5. Strange Little Birds (2016)

Strange Little Birds is far from the most immediate Garbage album, but if you enjoy the band’s moodier trip hop excursions, it could very well be your favorite. “Night Drive Loneliness” and “Even Though Our Love is Doomed” feel like a long dark journey that ends when the first chorus of “Magnetized” hits like a bright explosion of melody. Eric Avery served as Garbage’s touring bassist from 2005 to 2022, and Strange Little Birds is the only Garbage album that features him on more than half the tracks, with the Jane’s Addiction co-founder making his mark most memorably on the propulsive stadium rocker “So We Can Stay Alive.” “You can hear the confidence in their own hooks and their own sounds,” Theon Weber wrote in the SPIN review of Strange Little Birds.

4. Beautiful Garbage (2001)

Garbage has always specialized in stirring together cutting edge sounds and nostalgic homages, but the songs on Beautiful Garbage seemed to steer hard into either the past or the present. “Unstoppable” and the lead single “Androgyny” were inspired by the sleek minimalism of mainstream hip-hop—the Neptunes were even enlisted to remix the latter track.
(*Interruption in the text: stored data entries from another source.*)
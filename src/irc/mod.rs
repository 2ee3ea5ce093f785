//! Minimal IRC client.
//!
//! Covers what the relay needs: connecting over TCP or TLS, registration,
//! keep-alive and translating server messages into relay events.

pub mod client;
pub mod connection;
pub mod message;

pub use client::{ClientState, IrcClient, IrcSender, Registration};
pub use connection::{connect, BoxedStream, IrcStream};
pub use message::{Command, Message};
//! IRC client: registration, keep-alive and event translation.
//!
//! [`IrcClient::start`] takes an established stream and spawns a reader
//! and a writer task. Outbound commands are queued through [`IrcSender`];
//! inbound lines are translated into [`Event`]s by [`ClientState`].

use std::sync::Arc;
use std::time::Duration;

use tokio::io::{AsyncBufReadExt, AsyncRead, AsyncWrite, AsyncWriteExt, BufReader};
use tokio::sync::mpsc;
use tokio::task::JoinHandle;
use tracing::{debug, trace, warn};

use super::message::{Command, Message};
use crate::config::NetworkConfig;
use crate::relay::{Event, Transport};
use crate::{RelayError, Result};

/// How long [`IrcClient::finish`] waits for queued commands to be written.
const FLUSH_TIMEOUT: Duration = Duration::from_secs(2);

const CTCP_DELIMITER: char = '\u{1}';

/// Credentials sent when registering with the server.
#[derive(Debug, Clone)]
pub struct Registration {
    pub nickname: String,
    pub username: String,
    pub realname: String,
    pub password: Option<String>,
}

impl From<&NetworkConfig> for Registration {
    fn from(config: &NetworkConfig) -> Self {
        Self {
            nickname: config.nickname.clone(),
            username: config.username.clone(),
            realname: config.realname.clone(),
            password: config.password.clone(),
        }
    }
}

/// Translates server messages into events and automatic replies.
#[derive(Debug, Clone)]
pub struct ClientState {
    nickname: String,
    registered: bool,
}

impl ClientState {
    /// Create the state for a connection registering as `nickname`.
    pub fn new(nickname: impl Into<String>) -> Self {
        Self {
            nickname: nickname.into(),
            registered: false,
        }
    }

    /// Get the nick the server knows us by (or the one being tried).
    pub fn nickname(&self) -> &str {
        &self.nickname
    }

    /// Check if registration has completed.
    pub fn is_registered(&self) -> bool {
        self.registered
    }

    fn is_me(&self, nick: Option<&str>) -> bool {
        nick.is_some_and(|n| n.eq_ignore_ascii_case(&self.nickname))
    }

    /// Process one message. Returns the events for the session and the
    /// commands to send back right away.
    pub fn process(&mut self, msg: &Message) -> (Vec<Event>, Vec<Command>) {
        let mut events = Vec::new();
        let mut replies = Vec::new();
        let prefix = msg.prefix.clone().unwrap_or_default();

        match msg.command.as_str() {
            "PING" => replies.push(Command::Pong(msg.param(0).to_string())),
            // RPL_WELCOME
            "001" => {
                self.registered = true;
                if !msg.param(0).is_empty() {
                    self.nickname = msg.param(0).to_string();
                }
                events.push(Event::Connected {
                    nickname: self.nickname.clone(),
                });
            }
            // ERR_NICKNAMEINUSE, ERR_UNAVAILRESOURCE
            "433" | "437" => {
                if !self.registered {
                    self.nickname.push('_');
                    debug!("Nick in use, trying {}", self.nickname);
                    replies.push(Command::Nick(self.nickname.clone()));
                }
            }
            "JOIN" => {
                let channel = msg.param(0).to_string();
                if self.is_me(msg.source_nick()) {
                    events.push(Event::Joined { channel });
                } else {
                    events.push(Event::UserJoined {
                        user: prefix,
                        channel,
                    });
                }
            }
            "PART" => {
                if !self.is_me(msg.source_nick()) {
                    events.push(Event::UserLeft {
                        user: prefix,
                        channel: msg.param(0).to_string(),
                    });
                }
            }
            "QUIT" => events.push(Event::UserQuit {
                user: prefix,
                message: msg.param(0).to_string(),
            }),
            "NICK" => {
                let new = msg.param(0).to_string();
                if self.is_me(msg.source_nick()) {
                    self.nickname = new.clone();
                    events.push(Event::NickChanged { nickname: new });
                } else {
                    events.push(Event::UserRenamed { old: prefix, new });
                }
            }
            "KICK" => {
                if self.is_me(Some(msg.param(1))) {
                    events.push(Event::Kicked {
                        channel: msg.param(0).to_string(),
                        kicker: msg.source_nick().unwrap_or_default().to_string(),
                        message: msg.param(2).to_string(),
                    });
                }
            }
            "PRIVMSG" => {
                let target = msg.param(0).to_string();
                let text = msg.param(1);
                match ctcp_body(text) {
                    Some(body) => {
                        if let Some(action) = body.strip_prefix("ACTION ") {
                            events.push(Event::Action {
                                user: prefix,
                                target,
                                text: action.to_string(),
                            });
                        } else if let (Some(reply), Some(nick)) = (ctcp_reply(body), msg.source_nick()) {
                            replies.push(Command::Notice {
                                target: nick.to_string(),
                                text: format!("{CTCP_DELIMITER}{reply}{CTCP_DELIMITER}"),
                            });
                        } else {
                            trace!("Ignoring CTCP {}", body);
                        }
                    }
                    None => events.push(Event::Privmsg {
                        user: prefix,
                        target,
                        text: text.to_string(),
                    }),
                }
            }
            "NOTICE" => events.push(Event::Notice {
                user: prefix,
                target: msg.param(0).to_string(),
                text: msg.param(1).to_string(),
            }),
            "ERROR" => warn!("Server error: {}", msg.param(0)),
            _ => {}
        }

        (events, replies)
    }
}

/// Body of a CTCP message, without the delimiters.
fn ctcp_body(text: &str) -> Option<&str> {
    let inner = text.strip_prefix(CTCP_DELIMITER)?;
    Some(inner.strip_suffix(CTCP_DELIMITER).unwrap_or(inner))
}

/// Answer to a CTCP query, sent back as a NOTICE. Only VERSION and PING
/// are answered.
fn ctcp_reply(body: &str) -> Option<String> {
    match body.split_once(' ') {
        Some(("PING", _)) => Some(body.to_string()),
        None if body == "VERSION" => Some(format!("VERSION relaybot {}", env!("CARGO_PKG_VERSION"))),
        _ => None,
    }
}

/// Queue of outbound commands for one connection.
#[derive(Debug, Clone)]
pub struct IrcSender {
    identifier: String,
    tx: mpsc::UnboundedSender<Command>,
}

impl Transport for IrcSender {
    fn send(&self, command: Command) -> Result<()> {
        self.tx
            .send(command)
            .map_err(|_| RelayError::ChannelClosed(self.identifier.clone()))
    }
}

/// A running IRC connection.
///
/// Dropping the client stops the reader; the writer ends once every
/// sender is gone.
pub struct IrcClient {
    sender: Arc<IrcSender>,
    events: mpsc::UnboundedReceiver<Event>,
    reader: JoinHandle<()>,
    writer: Option<JoinHandle<()>>,
}

impl IrcClient {
    /// Spawn reader and writer tasks on `stream` and queue registration.
    pub fn start<S>(stream: S, identifier: impl Into<String>, registration: Registration) -> Self
    where
        S: AsyncRead + AsyncWrite + Send + Unpin + 'static,
    {
        let identifier = identifier.into();
        let (read_half, write_half) = tokio::io::split(stream);
        let (cmd_tx, cmd_rx) = mpsc::unbounded_channel();
        let (event_tx, event_rx) = mpsc::unbounded_channel();

        // The receiver is alive, so these cannot fail.
        if let Some(password) = registration.password {
            let _ = cmd_tx.send(Command::Pass(password));
        }
        let _ = cmd_tx.send(Command::Nick(registration.nickname.clone()));
        let _ = cmd_tx.send(Command::User {
            username: registration.username,
            realname: registration.realname,
        });

        let writer = tokio::spawn(write_loop(write_half, cmd_rx, identifier.clone()));
        let reader = tokio::spawn(read_loop(
            read_half,
            ClientState::new(registration.nickname),
            cmd_tx.clone(),
            event_tx,
            identifier.clone(),
        ));

        Self {
            sender: Arc::new(IrcSender {
                identifier,
                tx: cmd_tx,
            }),
            events: event_rx,
            reader,
            writer: Some(writer),
        }
    }

    /// Get the outbound queue.
    pub fn sender(&self) -> Arc<IrcSender> {
        Arc::clone(&self.sender)
    }

    /// Wait for the next event. `None` once the reader has stopped and
    /// every event was consumed.
    pub async fn next_event(&mut self) -> Option<Event> {
        self.events.recv().await
    }

    /// Stop reading and give the writer a moment to flush queued
    /// commands such as QUIT.
    pub async fn finish(mut self) {
        self.reader.abort();
        let writer = self.writer.take();
        drop(self);
        if let Some(writer) = writer {
            let _ = tokio::time::timeout(FLUSH_TIMEOUT, writer).await;
        }
    }
}

impl Drop for IrcClient {
    fn drop(&mut self) {
        self.reader.abort();
    }
}

async fn read_loop<R>(
    reader: R,
    mut state: ClientState,
    cmd_tx: mpsc::UnboundedSender<Command>,
    event_tx: mpsc::UnboundedSender<Event>,
    identifier: String,
) where
    R: AsyncRead + Unpin,
{
    let mut reader = BufReader::new(reader);
    let mut buf = Vec::with_capacity(512);

    let reason = loop {
        buf.clear();
        match reader.read_until(b'\n', &mut buf).await {
            Ok(0) => break "connection closed by server".to_string(),
            Ok(_) => {
                let line = String::from_utf8_lossy(&buf);
                let line = line.trim_end_matches(['\r', '\n']);
                if line.is_empty() {
                    continue;
                }
                trace!(network = %identifier, "<< {}", line);

                let msg = match Message::parse(line) {
                    Ok(msg) => msg,
                    Err(e) => {
                        debug!(network = %identifier, "Ignoring line: {}", e);
                        continue;
                    }
                };

                let (events, replies) = state.process(&msg);
                for reply in replies {
                    let _ = cmd_tx.send(reply);
                }
                for event in events {
                    if event_tx.send(event).is_err() {
                        return;
                    }
                }
            }
            Err(e) => break e.to_string(),
        }
    };

    let _ = event_tx.send(Event::Disconnected { reason });
}

async fn write_loop<W>(mut writer: W, mut rx: mpsc::UnboundedReceiver<Command>, identifier: String)
where
    W: AsyncWrite + Unpin,
{
    while let Some(command) = rx.recv().await {
        let line = command.to_string();
        trace!(network = %identifier, ">> {}", line);
        if let Err(e) = writer.write_all(format!("{line}\r\n").as_bytes()).await {
            warn!(network = %identifier, "Write failed: {}", e);
            break;
        }
        if matches!(command, Command::Quit(_)) {
            break;
        }
    }
    let _ = writer.shutdown().await;
}
//! Transient board entities: hazards, bonuses, and the timed effects bonuses grant.
//!
//! All timestamps are simulated time since the game started, so nothing ages
//! while the game is paused.

use std::time::Duration;

use super::state::Position;

/// Kind of collectible bonus
#[derive(Debug, Clone, Copy, PartialEq, Eq, Hash)]
pub enum BonusKind {
    /// Cuts the snake back to its minimum length and awards a flat bonus
    TrailReset,
    /// Pulls food toward the head for a while
    Magnet,
    /// Doubles food points for a while
    ScoreDoubler,
    /// Slows the tick rate for a while
    TimeWarp,
}

impl BonusKind {
    pub const ALL: [BonusKind; 4] = [
        BonusKind::TrailReset,
        BonusKind::Magnet,
        BonusKind::ScoreDoubler,
        BonusKind::TimeWarp,
    ];

    pub fn name(&self) -> &'static str {
        match self {
            BonusKind::TrailReset => "Trail Reset",
            BonusKind::Magnet => "Magnet",
            BonusKind::ScoreDoubler => "Double Points",
            BonusKind::TimeWarp => "Time Warp",
        }
    }

    /// Whether collecting this bonus starts a timed effect
    pub fn is_timed(&self) -> bool {
        !matches!(self, BonusKind::TrailReset)
    }
}

/// A bomb on the board
#[derive(Debug, Clone, Copy, PartialEq, Eq)]
pub struct Hazard {
    pub position: Position,
    pub spawned_at: Duration,
}

/// An uncollected bonus on the board
#[derive(Debug, Clone, Copy, PartialEq, Eq)]
pub struct Bonus {
    pub kind: BonusKind,
    pub position: Position,
    pub spawned_at: Duration,
}

/// Whether an entity spawned at `spawned_at` has outlived `lifetime` by `now`
pub fn has_expired(spawned_at: Duration, lifetime: Duration, now: Duration) -> bool {
    now.saturating_sub(spawned_at) >= lifetime
}

/// Kinds of entity reported in tick results
#[derive(Debug, Clone, Copy, PartialEq, Eq)]
pub enum EntityKind {
    Bomb,
    Bonus(BonusKind),
}

/// Timed effects currently in force, each stored as the instant it ends
#[derive(Debug, Clone, Copy, Default, PartialEq, Eq)]
pub struct ActiveEffects {
    magnet_until: Option<Duration>,
    score_doubler_until: Option<Duration>,
    time_warp_until: Option<Duration>,
}

impl ActiveEffects {
    fn slot(&self, kind: BonusKind) -> Option<Duration> {
        match kind {
            BonusKind::Magnet => self.magnet_until,
            BonusKind::ScoreDoubler => self.score_doubler_until,
            BonusKind::TimeWarp => self.time_warp_until,
            BonusKind::TrailReset => None,
        }
    }

    fn slot_mut(&mut self, kind: BonusKind) -> Option<&mut Option<Duration>> {
        match kind {
            BonusKind::Magnet => Some(&mut self.magnet_until),
            BonusKind::ScoreDoubler => Some(&mut self.score_doubler_until),
            BonusKind::TimeWarp => Some(&mut self.time_warp_until),
            BonusKind::TrailReset => None,
        }
    }

    /// Start (or extend) an effect lasting `duration` from `now`
    pub fn activate(&mut self, kind: BonusKind, now: Duration, duration: Duration) {
        if let Some(slot) = self.slot_mut(kind) {
            *slot = Some(now + duration);
        }
    }

    pub fn is_active(&self, kind: BonusKind, now: Duration) -> bool {
        self.slot(kind).is_some_and(|until| now < until)
    }

    /// Time left on an effect, if it is active
    pub fn remaining(&self, kind: BonusKind, now: Duration) -> Option<Duration> {
        self.slot(kind)
            .filter(|until| now < *until)
            .map(|until| until - now)
    }

    /// Clear every effect that has run out, returning the kinds cleared.
    /// Clearing an effect that is already gone is a no-op.
    pub fn expire(&mut self, now: Duration) -> Vec<BonusKind> {
        let mut expired = Vec::new();
        for kind in BonusKind::ALL {
            if let Some(slot) = self.slot_mut(kind) {
                if slot.is_some_and(|until| now >= until) {
                    *slot = None;
                    expired.push(kind);
                }
            }
        }
        expired
    }
}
And on the other end of the spectrum, the band flirts with ’60s balladry on the Phil Spector homage “Can’t Cry These Tears” and the haunting theremin melody of “Cup of Coffee.”

3. Bleed Like Me (2005)

Matt Walker (Filter, The Smashing Pumpkins) played drums for Garbage on a 2002 tour when Vig was sidelined by an ear infection. And on the band’s next studio album, Vig focused more on guitar and production, with Dave Grohl drumming on the bombastic opening track “Bad Boyfriend” and Walker keeping time on the majority of the other songs. Rebounding from radio’s cool reception to Beautiful Garbage, with the hit “Why Do You Love Me,” Bleed Like Me is both Garbage’s hardest-rocking album and their highest-charting effort in the U.S., peaking at No. 4 on the Billboard 200.  

2. Garbage (1995)

By the mid-’90s, so-called alternative rock had effectively become the mainstream, but most of the post-grunge and punk pop bands on the radio seemed vaguely embarrassed about their platinum plaques, self-consciously touting their indie cred and lack of rock star artifice. The members of Garbage all had years of underground experience in less successful bands, but the band’s self-titled debut was an unapologetic collection of shiny hooks, pushed over the top by a frontwoman who actually seemed comfortable in the spotlight. Garbage wasn’t an overnight sensation—the fourth single, “Stupid Girl,” became the album’s biggest hit almost exactly a year after its release. But in their brazen pursuit of the pleasure of bubblegum melodies and state-of-the-art soundscapes, Garbage went against the grain and had to work to win over skeptics, one hit at a time. “Garbage screw around with dance pulses and guitar tones, pop concision and 12-inch madness, highly flown confessions and teenage thrills,” James Hunter wrote in the Rolling Stone review of Garbage.

1. Version 2.0 (1998)

Using the language of tech in music is old hat now, but Garbage’s second album was ahead of the curve with a title that sounded more like a software update than a sequel or follow-up, leaning into the band’s image as a calculating corporation of mercenary hitmakers. The crunching percussion of industrial rock, the seasick guitar tremors of shoegaze, and the brooding intelligence of past indie rock femme fatales from Siouxsie Sioux to PJ Harvey are all thrown into the band’s Pro Tools blender on Version 2.0. But Manson’s snarl is distinctive enough that “When I Grow Up” and “I Think I’m Paranoid” could only have come from Garbage, not one of their C-list contemporaries like Republica or the Sneaker Pimps. Like its predecessor, Version 2.0 camped out on the charts for a year with four hit singles, but this time Garbage also became an underdog nominee for the Grammy for Album of the Year, going up against Madonna, Sheryl Crow, Shania Twain, and a victorious Lauryn Hill.